Não gostava de computador. Computador para ela era o diabo ligado na tomada. “E não me venha com bateria de longa duração, muito menos com Wi-Fi!” – vociferava. Ela, que intitulava-se o ‘diabo de saias’, preferia a boa e velha Olivetti. Era a máquina no colo e o cigarro de filtro amarelo entre os dedos. Um maço e meio, eu disse?! Agora que os ponteiros do relógio marcam pouco mais de meio-dia, já passa do quarto. Fumara cerca de oitenta e cinco cigarros em menos de duas horas. E ela lá em jejum... comendo cigarros. Os dedos amarelados pela nicotina, pareciam que iam quebrar, de tão frágeis; coitados. Dedos enegrecidos pela fumaça impiedosa dos cigarros. Tudo ali fora tingido de amarelo. A folha de papel furta-cor. A máquina de escrever empoeirada. A mesa cheia de cinza. A toalha de mesa queimada. O cinzeiro lotado. As bitucas caídas ao chão. Ali havia: acetato de chumbo, acetona, ácido cianídrico, acroleína, alcatrão, amoníaco, arsênico, benzeno, benzopireno, butano, dicloro-difenil-tricloroetano, dietilnitrosamina, fenol, formol, fósforo, mercúrio, chumbo, cádmio, metanol, metopreno, monóxido de carbono, naftalina, nicotina, níquel, pireno, polônio, terebentina e xileno, dentre as mais de quatro mil e setecentas substâncias tóxicas, cancerígenas e radiativas, contidas na fumaça do cigarro. Era o fumo, o filtro, o papel e a fumaça, transformados em veneno: Cigarro.

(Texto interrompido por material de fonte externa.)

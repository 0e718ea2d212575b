use crate::cli::parser::Commands;
use crate::config::Config;
use crate::errors::AppResult;
use crate::web;

/// Run the HTTP server with optional bind/port overrides.
pub fn handle(cmd: &Commands, cfg: &Config) -> AppResult<()> {
    if let Commands::Serve { bind, port } = cmd {
        let mut cfg = cfg.clone();
        if let Some(b) = bind {
            cfg.bind_address = b.clone();
        }
        if let Some(p) = port {
            cfg.port = *p;
        }
        web::server::serve(cfg)?;
    }
    Ok(())
}
//! HTTP server bootstrap: session middleware, schema init, route wiring.

use crate::config::Config;
use crate::db;
use crate::errors::AppResult;
use crate::web;
use crate::web::state::AppState;
use actix_session::SessionMiddleware;
use actix_session::storage::CookieSessionStore;
use actix_web::cookie::{Key, SameSite};
use actix_web::{App, HttpServer, web as aweb};
use tracing::{info, warn};
use tracing_subscriber::{EnvFilter, fmt};

const SESSION_KEY_MIN_LEN: usize = 64;

pub fn serve(cfg: Config) -> AppResult<()> {
    if let Err(e) = fmt()
        .with_env_filter(EnvFilter::from_default_env())
        .try_init()
    {
        warn!(error = %e, "tracing init failed");
    }

    // Both schemas are created idempotently before accepting requests.
    db::init_all(&cfg.users_database, &cfg.records_database)?;

    let key = load_session_key(&cfg.session_key_file);
    let cookie_secure = cfg.cookie_secure;
    let bind = (cfg.bind_address.clone(), cfg.port);
    let state = AppState::new(cfg);

    info!(address = %bind.0, port = bind.1, "starting worklog server");

    actix_web::rt::System::new().block_on(async move {
        HttpServer::new(move || {
            let session = SessionMiddleware::builder(CookieSessionStore::default(), key.clone())
                .cookie_name("session".into())
                .cookie_path("/".into())
                .cookie_secure(cookie_secure)
                .cookie_http_only(true)
                .cookie_same_site(SameSite::Lax)
                .build();

            App::new()
                .app_data(aweb::Data::new(state.clone()))
                .wrap(session)
                .configure(web::configure)
        })
        .bind(bind)?
        .run()
        .await
    })?;

    Ok(())
}

/// Load the cookie signing key from the configured file. Falls back to an
/// ephemeral key (sessions will not survive a restart) when the file is
/// absent or too short.
fn load_session_key(path: &str) -> Key {
    match std::fs::read(path) {
        Ok(bytes) if bytes.len() >= SESSION_KEY_MIN_LEN => Key::derive_from(&bytes),
        Ok(bytes) => {
            warn!(
                path,
                length = bytes.len(),
                "session key too short, using a temporary key"
            );
            Key::generate()
        }
        Err(e) => {
            warn!(path, error = %e, "session key not readable, using a temporary key");
            Key::generate()
        }
    }
}
use serde::{Deserialize, Serialize};
use std::fs;
use std::io;
use std::path::PathBuf;

#[derive(Debug, Clone, Serialize, Deserialize)]
pub struct Config {
    pub users_database: String,
    pub records_database: String,
    #[serde(default = "default_bind_address")]
    pub bind_address: String,
    #[serde(default = "default_port")]
    pub port: u16,
    #[serde(default = "default_session_key_file")]
    pub session_key_file: String,
    #[serde(default)]
    pub cookie_secure: bool,
    #[serde(default)]
    pub enforce_delete_ownership: bool,
}

fn default_bind_address() -> String {
    "0.0.0.0".to_string()
}
fn default_port() -> u16 {
    8080
}
fn default_session_key_file() -> String {
    Config::config_dir()
        .join("session.key")
        .to_string_lossy()
        .to_string()
}

impl Default for Config {
    fn default() -> Self {
        Self {
            users_database: Self::users_database_file().to_string_lossy().to_string(),
            records_database: Self::records_database_file().to_string_lossy().to_string(),
            bind_address: default_bind_address(),
            port: default_port(),
            session_key_file: default_session_key_file(),
            cookie_secure: false,
            enforce_delete_ownership: false,
        }
    }
}

impl Config {
    /// Return the standard configuration directory depending on the platform
    pub fn config_dir() -> PathBuf {
        dirs::config_dir()
            .unwrap_or_else(|| PathBuf::from("."))
            .join("worklog")
    }

    /// Return the full path of the config file
    pub fn config_file() -> PathBuf {
        Self::config_dir().join("worklog.conf")
    }

    /// Return the full path of the credentials database
    pub fn users_database_file() -> PathBuf {
        Self::config_dir().join("users.sqlite")
    }

    /// Return the full path of the work-records database
    pub fn records_database_file() -> PathBuf {
        Self::config_dir().join("records.sqlite")
    }

    /// Load configuration from file, or return defaults if not found
    pub fn load() -> Self {
        let path = Self::config_file();

        if path.exists() {
            match fs::read_to_string(&path) {
                Ok(content) => serde_yaml::from_str(&content).unwrap_or_default(),
                Err(_) => Self::default(),
            }
        } else {
            Self::default()
        }
    }

    /// Initialize configuration file and directory.
    /// `is_test` skips the config file write so test runs never touch the
    /// user's real configuration.
    pub fn init_all(
        users_db: Option<&str>,
        records_db: Option<&str>,
        is_test: bool,
    ) -> io::Result<Self> {
        let dir = Self::config_dir();
        if !is_test {
            fs::create_dir_all(&dir)?;
        }

        let mut config = Self::default();
        if let Some(p) = users_db {
            config.users_database = p.to_string();
        }
        if let Some(p) = records_db {
            config.records_database = p.to_string();
        }

        if !is_test {
            let yaml = serde_yaml::to_string(&config)
                .map_err(|e| io::Error::other(format!("serialize config: {e}")))?;
            fs::write(Self::config_file(), yaml)?;
        }

        Ok(config)
    }
}
//! Date helpers: parsing stored dates, display formatting, week bounds.

use chrono::{Datelike, Duration, NaiveDate};

pub fn today() -> NaiveDate {
    chrono::Local::now().date_naive()
}

/// Parse a date as stored in the records database.
/// Stored values are either "YYYY-MM-DD" or "YYYY-MM-DD HH:MM:SS"; only the
/// date part is significant.
pub fn parse_stored_date(s: &str) -> Option<NaiveDate> {
    let date_part = s.split_whitespace().next().unwrap_or(s);
    NaiveDate::parse_from_str(date_part, "%Y-%m-%d").ok()
}

/// Format a date in the display form used by every rendered table.
pub fn format_display(d: NaiveDate) -> String {
    d.format("%d-%m-%Y").to_string()
}

/// Parse a display-form date ("DD-MM-YYYY") back into a calendar date.
pub fn parse_display(s: &str) -> Option<NaiveDate> {
    NaiveDate::parse_from_str(s, "%d-%m-%Y").ok()
}

/// Monday-start week containing `today`, as an inclusive [start, end] pair.
pub fn week_bounds(today: NaiveDate) -> (NaiveDate, NaiveDate) {
    let start = today - Duration::days(i64::from(today.weekday().num_days_from_monday()));
    (start, start + Duration::days(6))
}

“Pausa para um cafezinho. Ok. Melhor voltar a escrever. Deu fome... Melhor comer um Cream craker. Pronto.” Esta era a sua rotina. Todas as manhãs, entre baldes de café e pacotes de cigarro, ela escrevia religiosamente. Eram textos incríveis. Verdadeiras obras de arte. O tempo passou e de fato ela tornou-se um dos maiores escritores brasileiros. Não ganhou o ‘Pulitzer’, mas ganhou o ‘Jabuti’ e o ‘Camões’. Tornou-se uma febre em Portugal. Nenhum de seus livros virou best-sellers no Brasil, mas eram um sucesso nos sebos de todo o país. Não entrou para a ABL, mas a Associação dos Fumantes Inveterados a recebeu de braços abertos. Se fosse erudita, jamais seria Heinrich Schütz. Se fosse popular, nunca seria Argenor de Oliveira. Se fosse romântica, não chegaria aos pés de Casimiro de Abreu. Evidentemente não ocupou a Cadeira 23, não por falta de talento ou de vocação, mas porque aquilo não era para ela. Continuou fumando desbragadamente por mais alguns anos. A quantidade era a mesma: duzentos ao dia. Mas segundo ela, não era bem assim. Como passara a cortar a ponta dos cigarros com uma tesoura, diminuindo assim o tamanho, dizia que cortara o mal pela raiz. Velha e deprimida, mas em tempo algum resignada, parou de fumar. De que lhe serviriam os cigarros a esta altura da vida? “Melhor morrer de tédio do que morrer de câncer” – pensou. E ali mesmo ficou. Era prestativa e generosa, mas odiava perder. Contudo, era dura na queda, feito uma pedra.
O tempo passou um pouco mais, e hoje em dia ninguém se lembra mais dela. Caiu no esquecimento, dura e seca, sem nome ou sobrenome. Como último desejo, pediu que fosse enterrada com um cigarro entre os dedos. A família achou aquilo um exagero. Excêntrico demais para um ato solene. Seu corpo acabou sendo cremado.
No momento de seu sepultamento, deixou de ser Ana, para voltar a ser Bittencourt.
Suas cinzas foram jogadas no pátio da ABL.
P.S.: Não fora imortal durante a vida, mas passara a ser, após a morte.